Kv2 α subunits increase cell surface expression of AMIGO-1. (A) Representative immunoblot of HEK293 cell lysates expressing AMIGO-1, AMIGO-1 + Kv2.1, AMIGO-1 + Kv2.2, Kv2.1, or Kv2.2. Numbers to the left of immunoblots indicate the mobility of molecular mass standards in kD. See Figure S1 for original immunoblot. (B) Representative immunoblot of AMIGO-1 expressing HEK293 cells treated with or without proteinase K (PK).
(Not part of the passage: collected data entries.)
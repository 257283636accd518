//! Deciding which lipid annotations the observed fragments support.
//!
//! Species level validators score the class specific fragments of a species level
//! annotation. Molecular species factories propose chain compositions from chain
//! fragments and score each proposal on its own fragments.
use std::sync::Arc;

use crate::candidate::{LipidMatchStatus, MatchedLipid};
use crate::chemistry::IonizationType;
use crate::feature::FragmentSpectrum;
use crate::fragments::{msms_score, LipidFragment};
use crate::lipid::{LipidAnnotation, LipidCategory};
use crate::tolerance::MzTolerance;

mod molecular;
mod species;

pub use molecular::{
    GlyceroAndPhosphoMolecularSpeciesFactory, SphingoMolecularSpeciesFactory,
    SterolMolecularSpeciesFactory,
};
pub use species::{
    FattyAcylSpeciesValidator, GlyceroAndGlycerophosphoSpeciesValidator,
    SphingolipidSpeciesValidator, SterolSpeciesValidator,
};

/// What one fragment spectrum of a feature is being validated against
#[derive(Debug, Clone, Copy)]
pub struct ValidationContext<'a> {
    /// The measured m/z of the feature
    pub accurate_mz: f64,
    pub ionization: IonizationType,
    pub spectrum: &'a FragmentSpectrum,
    /// The MS2 m/z tolerance
    pub tolerance: MzTolerance,
    /// The inclusive minimum MS/MS score, in percent
    pub min_score: f64,
}

impl<'a> ValidationContext<'a> {
    pub fn new(
        accurate_mz: f64,
        ionization: IonizationType,
        spectrum: &'a FragmentSpectrum,
        tolerance: MzTolerance,
        min_score: f64,
    ) -> Self {
        Self {
            accurate_mz,
            ionization,
            spectrum,
            tolerance,
            min_score,
        }
    }

    pub fn accepts(&self, score: f64) -> bool {
        score >= self.min_score
    }
}

pub trait SpeciesLevelValidator: Send + Sync {
    /// Whether `fragment` counts towards the species level score
    fn is_species_evidence(&self, fragment: &LipidFragment) -> bool {
        fragment.is_species_level()
    }

    /// Score the species level evidence among `fragments` and confirm `annotation` if the
    /// score reaches the minimum. The result carries every fragment found.
    fn validate(
        &self,
        ctx: &ValidationContext<'_>,
        annotation: &Arc<LipidAnnotation>,
        fragments: &[LipidFragment],
    ) -> Option<MatchedLipid> {
        let evidence: Vec<LipidFragment> = fragments
            .iter()
            .filter(|f| self.is_species_evidence(f))
            .cloned()
            .collect();
        if evidence.is_empty() {
            return None;
        }
        let score = msms_score(ctx.spectrum, &evidence, ctx.accurate_mz, &ctx.tolerance);
        if ctx.accepts(score) {
            Some(MatchedLipid::confirmed(
                annotation.clone(),
                ctx.accurate_mz,
                ctx.ionization,
                fragments.to_vec(),
                score,
            ))
        } else {
            log::trace!(
                "{annotation} {} scored {score:.2}, below {}",
                ctx.ionization,
                ctx.min_score
            );
            None
        }
    }
}

pub trait MolecularSpeciesFactory: Send + Sync {
    /// Propose molecular species level annotations of the species level `annotation`
    /// from the chain fragments among `fragments`. Proposals are not yet scored.
    fn predict(
        &self,
        ctx: &ValidationContext<'_>,
        annotation: &Arc<LipidAnnotation>,
        fragments: &[LipidFragment],
    ) -> Vec<MatchedLipid>;

    /// Score a proposal over its own fragments, excluding peaks at the m/z of the
    /// proposed ion, and confirm it if the score reaches the minimum
    fn validate(
        &self,
        ctx: &ValidationContext<'_>,
        mut candidate: MatchedLipid,
    ) -> Option<MatchedLipid> {
        if candidate.fragments.is_empty() {
            return None;
        }
        let precursor = candidate.exact_mz();
        let score = msms_score(ctx.spectrum, &candidate.fragments, precursor, &ctx.tolerance);
        if ctx.accepts(score) {
            candidate.msms_score = Some(score);
            candidate.status = LipidMatchStatus::Confirmed;
            Some(candidate)
        } else {
            log::trace!(
                "{} {} scored {score:.2}, below {}",
                candidate.identity(),
                ctx.ionization,
                ctx.min_score
            );
            None
        }
    }
}

static FATTY_ACYL_SPECIES: FattyAcylSpeciesValidator = FattyAcylSpeciesValidator;
static GLYCERO_SPECIES: GlyceroAndGlycerophosphoSpeciesValidator =
    GlyceroAndGlycerophosphoSpeciesValidator;
static SPHINGO_SPECIES: SphingolipidSpeciesValidator = SphingolipidSpeciesValidator;
static STEROL_SPECIES: SterolSpeciesValidator = SterolSpeciesValidator;

static GLYCERO_MOLECULAR: GlyceroAndPhosphoMolecularSpeciesFactory =
    GlyceroAndPhosphoMolecularSpeciesFactory;
static SPHINGO_MOLECULAR: SphingoMolecularSpeciesFactory = SphingoMolecularSpeciesFactory;
static STEROL_MOLECULAR: SterolMolecularSpeciesFactory = SterolMolecularSpeciesFactory;

/// The species level validator for lipids of `category`
pub fn species_validator(category: LipidCategory) -> &'static dyn SpeciesLevelValidator {
    match category {
        LipidCategory::FattyAcyls => &FATTY_ACYL_SPECIES,
        LipidCategory::Glycerolipids | LipidCategory::Glycerophospholipids => &GLYCERO_SPECIES,
        LipidCategory::Sphingolipids => &SPHINGO_SPECIES,
        LipidCategory::SterolLipids => &STEROL_SPECIES,
        _ => &GLYCERO_SPECIES,
    }
}

/// The molecular species factory for lipids of `category`
pub fn molecular_species_factory(category: LipidCategory) -> &'static dyn MolecularSpeciesFactory {
    match category {
        LipidCategory::Sphingolipids => &SPHINGO_MOLECULAR,
        LipidCategory::SterolLipids => &STEROL_MOLECULAR,
        _ => &GLYCERO_MOLECULAR,
    }
}

#[cfg(test)]
pub(crate) mod test {
    use super::*;
    use crate::feature::Polarity;
    use crate::fragments::LipidFragmentFactory;
    use crate::lipid::{catalog, ChainParameters};

    pub(crate) fn species(name: &str, carbons: u16, dbes: u16) -> Arc<LipidAnnotation> {
        let cls = catalog::by_name(name).unwrap();
        Arc::new(LipidAnnotation::species(cls, carbons, dbes).unwrap())
    }

    pub(crate) fn fragments_of(
        annotation: &Arc<LipidAnnotation>,
        ionization: IonizationType,
        spectrum: &FragmentSpectrum,
    ) -> Vec<LipidFragment> {
        LipidFragmentFactory::new(
            MzTolerance::default(),
            annotation,
            ionization,
            ChainParameters::default(),
        )
        .find_fragments(spectrum)
    }

    fn headgroup_spectrum(headgroup: f32, other: f32) -> FragmentSpectrum {
        FragmentSpectrum::from_arrays(
            Polarity::Positive,
            Some(760.5851),
            &[184.0733, 300.0, 760.5851],
            &[headgroup, other, 500.0],
        )
    }

    #[test_log::test]
    fn test_species_threshold_is_inclusive() {
        let pc = species("Diacylglycerophosphocholines", 34, 1);
        let validator = species_validator(pc.class().category);

        let spectrum = headgroup_spectrum(50.0, 50.0);
        let fragments = fragments_of(&pc, IonizationType::PositiveHydrogen, &spectrum);
        let ctx = ValidationContext::new(
            760.5851,
            IonizationType::PositiveHydrogen,
            &spectrum,
            MzTolerance::default(),
            50.0,
        );
        let hit = validator.validate(&ctx, &pc, &fragments).unwrap();
        assert_eq!(hit.status, LipidMatchStatus::Confirmed);
        assert_eq!(hit.msms_score, Some(50.0));
        assert_eq!(hit.identity(), "PC 34:1");

        let spectrum = headgroup_spectrum(49.0, 51.0);
        let fragments = fragments_of(&pc, IonizationType::PositiveHydrogen, &spectrum);
        let ctx = ValidationContext::new(
            760.5851,
            IonizationType::PositiveHydrogen,
            &spectrum,
            MzTolerance::default(),
            50.0,
        );
        assert!(validator.validate(&ctx, &pc, &fragments).is_none());
    }

    #[test_log::test]
    fn test_fatty_acid_precursor_only() {
        let fa = species("Free fatty acids", 18, 1);
        let spectrum =
            FragmentSpectrum::from_arrays(Polarity::Negative, None, &[281.2486], &[1000.0]);
        let fragments = fragments_of(&fa, IonizationType::NegativeHydrogen, &spectrum);
        assert_eq!(fragments.len(), 1);
        let ctx = ValidationContext::new(
            281.2486,
            IonizationType::NegativeHydrogen,
            &spectrum,
            MzTolerance::default(),
            60.0,
        );
        let hit = species_validator(LipidCategory::FattyAcyls)
            .validate(&ctx, &fa, &fragments)
            .unwrap();
        assert_eq!(hit.msms_score, Some(100.0));
    }

    #[test_log::test]
    fn test_category_dispatch() {
        // Unmapped categories fall back to the glycerophospholipid rules
        let spectrum = headgroup_spectrum(50.0, 50.0);
        let pc = species("Diacylglycerophosphocholines", 34, 1);
        let fragments = fragments_of(&pc, IonizationType::PositiveHydrogen, &spectrum);
        let ctx = ValidationContext::new(
            760.5851,
            IonizationType::PositiveHydrogen,
            &spectrum,
            MzTolerance::default(),
            10.0,
        );
        for category in [LipidCategory::PrenolLipids, LipidCategory::Polyketides] {
            assert!(species_validator(category)
                .validate(&ctx, &pc, &fragments)
                .is_some());
            assert!(molecular_species_factory(category)
                .predict(&ctx, &pc, &fragments)
                .is_empty());
        }
    }
}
Numbers to the left of the immunoblots indicate the mobility of molecular mass standards in kD. See Figure S2 for original immunoblot. (C) The ratio of the intensity of AMIGO-1 cell surface (top band) to total (sum of top and bottom bands) was measured in HEK293 cells expressing AMIGO-1 alone (control), AMIGO-1 with Kv2.1 (white bar), or AMIGO-1 with Kv2.2 (black bar). Values are normalized to control. Data are the mean ± SEM from n = 4 independent samples. The p (two-tailed unpaired t-test) for surface/total AMIGO-1 levels relative to AMIGO-1 alone: AMIGO-1 + Kv2.1: 0.0003, AMIGO-1 + Kv2.2: 2.6111 × 10⁻⁵.

Figure 11

AMIGO-1 cell surface expression is preferentially decreased in mice lacking Kv2 α subunits. (A) Representative immunoblot of crude whole brain homogenates from WT, Kv2.1 KO, Kv2.2 KO, and Kv2 double KO mice. Immunoblots were probed with mAbs against Kv2.1 (K89/34 mAb), Kv2.2 (N372B/60 mAb), AMIGO-1 (AMIGO-1 pAb), and Grp75 (N52A/42 mAb) as a loading control. Note that AMIGO-1 signal in higher M_r bands is substantially reduced in both Kv2.1 KO and Kv2 dKO as compared to WT. Numbers to the left of the immunoblots indicate the mobility of molecular mass standards in kD. The asterisk to left of the AMIGO-1 panel shows approximate location AMIGO-1 population of M_r = 66 kD. See Figure S3 for original immunoblot. (B) Summary graph of differences in AMIGO-1 protein levels between WT and KO mice. Fluorescence intensity values were normalized to the loading control (Grp75) and then expressed relative to the total WT signal. Data are the mean ± SEM from n = 4 mice per group. Differences in AMIGO-1 expression between WT and Kv2.1 KO as well as WT and Kv2 dKO were statistically significant as evaluated by independent t-test (Kv2.1 KO, p = 0.002; Kv2.2 KO, p = 0.36; Kv2 dKO, p = 0.004).